In the months that followed, even as he continued to admire Ludendorff's qualities as a military leader, it is apparent that Thaer was increasingly conscious of Ludendorff'a failure to recognise military reality. But at a certain point Ludendorff also became aware that the war was lost. After Ludendorff presented explanations to the General Staff officers, the meanings of which can be inferred beyond doubt from Thaer's report of them, it became Thaer's job to spell out the situation back to Ludendorff. Thaer asked Ludendorff if he would now deliver the armistice proposal to the enemy leadership. Ludendorff's reply: "No, certainly not."

=== ... on the origins of the Dolchstoß legend ===
Disagreement persists over who originated the metaphor of a "stab in the back" as an explanation for losing the First World War. What emerges clearly from Thaer's observations is that the idea of off-loading responsibility for military defeat away from the military leadership originated in the Supreme Army Command. Even though Hindenburg and Ludendorff tried to shift the blame for the threatened defeat - and therefore the failure of their own predictions to come true - during the later years of the war, away from the army, there was not at this point any talk of a planned or treacherous conspiracy. But there was talk of the forces having been let down by shortcomings on the homefront, whereby inadequate soldiers and insufficient war resources had been supplied by the civilian authorities. Thaer quotes Ludendorff on 1 October 1918: "Right now we have no chancellor. Whoever gets appointed, there are things that need to be done. But I have asked His Majesty to bring into government those whom we have to thank that we have come to the present position. We will now see these gentlemen taking over the ministries. They must now conclude the peace that must be concluded. Let them now take the gruel that they have been delivering to us!" This argument can really only be interpreted as a form of retreat-ideology, and in that sense the first phase in the development of the Dolchstoß legend. It served to obscure the failures of the military leadership, and from there of certain specific individuals.

It was only later that this protective assertion developed into a legend - again, backed by Ludendorff - driven, primarily, by domestic political motives, which purported to blame the revolutionary activists who came to the fore in November 1918 and, more generally, democratic politicians for Germany's military defeat. That was also foreshadowed in Ludendorff's assertions on 1 October 1918: "Sadly our own army is already infected by the poison of spartakist-socialist ideas. The troops can no longer be relied upon .... you could not operate with military divisions that could not be relied upon".

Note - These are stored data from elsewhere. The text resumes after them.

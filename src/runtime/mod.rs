//! Runtime abstraction for system operations.
//!
//! The CSV writer, the data service and the fetch configuration go through
//! this trait instead of touching the file system or environment directly,
//! so they can be exercised with `MockRuntime`.
//!
//! # Structure
//!
//! - `env` - Environment variables
//! - `fs` - File system operations (create, open, directory)

mod env;
mod fs;

use anyhow::Result;
use std::env as std_env;
use std::path::Path;

#[cfg_attr(test, mockall::automock)]
pub trait Runtime: Send + Sync {
    // Environment
    fn env_var(&self, key: &str) -> Result<String, std_env::VarError>;

    // File System
    fn create_dir_all(&self, path: &Path) -> Result<()>;
    fn exists(&self, path: &Path) -> bool;
    fn create_file(&self, path: &Path) -> Result<Box<dyn std::io::Write + Send>>;
    fn open(&self, path: &Path) -> Result<Box<dyn std::io::Read + Send>>;
}

#[derive(Debug, Clone, Copy, Default)]
pub struct RealRuntime;

impl Runtime for RealRuntime {
    fn env_var(&self, key: &str) -> Result<String, std_env::VarError> {
        self.env_var_impl(key)
    }

    fn create_dir_all(&self, path: &Path) -> Result<()> {
        self.create_dir_all_impl(path)
    }

    fn exists(&self, path: &Path) -> bool {
        self.exists_impl(path)
    }

    fn create_file(&self, path: &Path) -> Result<Box<dyn std::io::Write + Send>> {
        self.create_file_impl(path)
    }

    fn open(&self, path: &Path) -> Result<Box<dyn std::io::Read + Send>> {
        self.open_impl(path)
    }
}
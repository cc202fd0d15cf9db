mod analyze;
mod serve;

pub use analyze::{AnalysisSummary, analyze, run};
pub use serve::serve;
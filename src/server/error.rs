use axum::{
    Json,
    http::StatusCode,
    response::{IntoResponse, Response},
};
use log::error;
use thiserror::Error;

use super::response::ApiResponse;
use crate::service::ServiceError;

#[derive(Error, Debug)]
pub enum AppError {
    #[error("Invalid request: {0}")]
    BadRequest(String),

    #[error("Route not found: {0}")]
    RouteNotFound(String),

    #[error(transparent)]
    Service(#[from] ServiceError),

    #[error("Internal error: {0}")]
    Internal(String),
}

impl AppError {
    pub fn status(&self) -> StatusCode {
        match self {
            AppError::BadRequest(_) => StatusCode::BAD_REQUEST,
            AppError::RouteNotFound(_) => StatusCode::NOT_FOUND,
            AppError::Service(ServiceError::NotInitialized) => StatusCode::SERVICE_UNAVAILABLE,
            AppError::Service(ServiceError::NotFound(_)) => StatusCode::NOT_FOUND,
            AppError::Service(_) | AppError::Internal(_) => StatusCode::INTERNAL_SERVER_ERROR,
        }
    }
}

impl IntoResponse for AppError {
    fn into_response(self) -> Response {
        let status = self.status();
        if status.is_server_error() {
            error!("Request failed: {}", self);
        }

        (status, Json(ApiResponse::error(self.to_string()))).into_response()
    }
}
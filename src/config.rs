use anyhow::Result;
use log::debug;
use reqwest::{
    Client,
    header::{AUTHORIZATION, HeaderMap, HeaderValue},
};
use std::path::PathBuf;

use crate::github::{FetchReleases, GitHub};
use crate::runtime::Runtime;

pub const TOKEN_ENV: &str = "GITHUB_TOKEN";

pub fn user_agent() -> String {
    format!("release-stats/{}", env!("RELEASE_STATS_VERSION"))
}

/// Dependencies of the batch run.
pub struct FetchConfig<G: FetchReleases> {
    pub github: G,
}

impl FetchConfig<GitHub> {
    /// Build the GitHub client. `GITHUB_TOKEN`, when set, is sent as a bearer
    /// token on every request.
    pub fn new<R: Runtime>(runtime: &R, api_url: Option<String>) -> Result<Self> {
        let mut headers = HeaderMap::new();
        if let Ok(token) = runtime.env_var(TOKEN_ENV) {
            let mut auth_value = HeaderValue::from_str(&format!("Bearer {}", token))?;
            auth_value.set_sensitive(true);
            headers.insert(AUTHORIZATION, auth_value);
            debug!(
                "Using {} for authentication: {}",
                TOKEN_ENV,
                mask_token(&token)
            );
        }

        let client = Client::builder()
            .user_agent(user_agent())
            .default_headers(headers)
            .build()?;

        let github = GitHub::new(client, api_url);

        Ok(Self { github })
    }
}

/// First 8 and last 4 characters of a token; fully masked when shorter
/// than 16.
fn mask_token(token: &str) -> String {
    let chars: Vec<char> = token.chars().collect();
    if chars.len() < 16 {
        return "*********".to_string();
    }
    let head: String = chars[..8].iter().collect();
    let tail: String = chars[chars.len() - 4..].iter().collect();
    format!("{}*********{}", head, tail)
}

/// Settings of the `serve` command.
#[derive(Debug, Clone, PartialEq, Eq)]
pub struct ServerConfig {
    pub host: String,
    pub port: u16,
    pub data_dir: PathBuf,
    pub cors_origin: String,
}

impl ServerConfig {
    pub fn address(&self) -> String {
        format!("{}:{}", self.host, self.port)
    }
}
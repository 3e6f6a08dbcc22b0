use lazy_static::lazy_static;
use regex::Regex;

pub(crate) fn is_valid_email(email: &str) -> bool {
    lazy_static! {
        static ref EMAIL_RE: Regex = Regex::new(r"^[^@\s]+@[^@\s]+\.[^@\s]+$").unwrap();
    }
    EMAIL_RE.is_match(email)
}

/// Minimum 8 characters with at least one letter, one digit and one special
/// character.
pub(crate) fn is_strong_password(password: &str) -> bool {
    password.len() >= 8
        && password.chars().any(|c| c.is_ascii_alphabetic())
        && password.chars().any(|c| c.is_ascii_digit())
        && password.chars().any(|c| !c.is_ascii_alphanumeric())
}

#[cfg(test)]
mod tests {
    use super::*;

    #[test]
    fn accepts_plain_addresses() {
        assert!(is_valid_email("ann@x.com"));
        assert!(is_valid_email("a.b+c@sub.domain.org"));
    }

    #[test]
    fn rejects_malformed_addresses() {
        assert!(!is_valid_email("not-an-email"));
        assert!(!is_valid_email("two@@x.com"));
        assert!(!is_valid_email("spaces in@x.com"));
        assert!(!is_valid_email("no-tld@host"));
    }

    #[test]
    fn strong_password_needs_all_classes() {
        assert!(is_strong_password("Secret1!"));
        assert!(!is_strong_password("short1!"));
        assert!(!is_strong_password("lettersonly!"));
        assert!(!is_strong_password("12345678!"));
        assert!(!is_strong_password("Letters123"));
    }
}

The assertion that the German army had in reality been victorious, or at least undefeated ("im Felde unbesiegt") when it was stabbed in October/November 1918, and the associated narrative of the so-called "November criminals" became a heavy political mortgage for what came to be called, after 1933, the Weimar republic, first by its detractors and later more generally. As the 1920s progressed, the Dolchstoß legend, allied war guilt and the involvement of Jewish forces were crafted into a persuasive cocktail which meant that by the time the Second World War entered its end phase in 1944/45, the German officer corps for the most part avoided taking any measures which might be seen as hostile to the Nazi régime. The Dolchstoß legend also served as justification for the government's 1938 War Crimes Ordinance.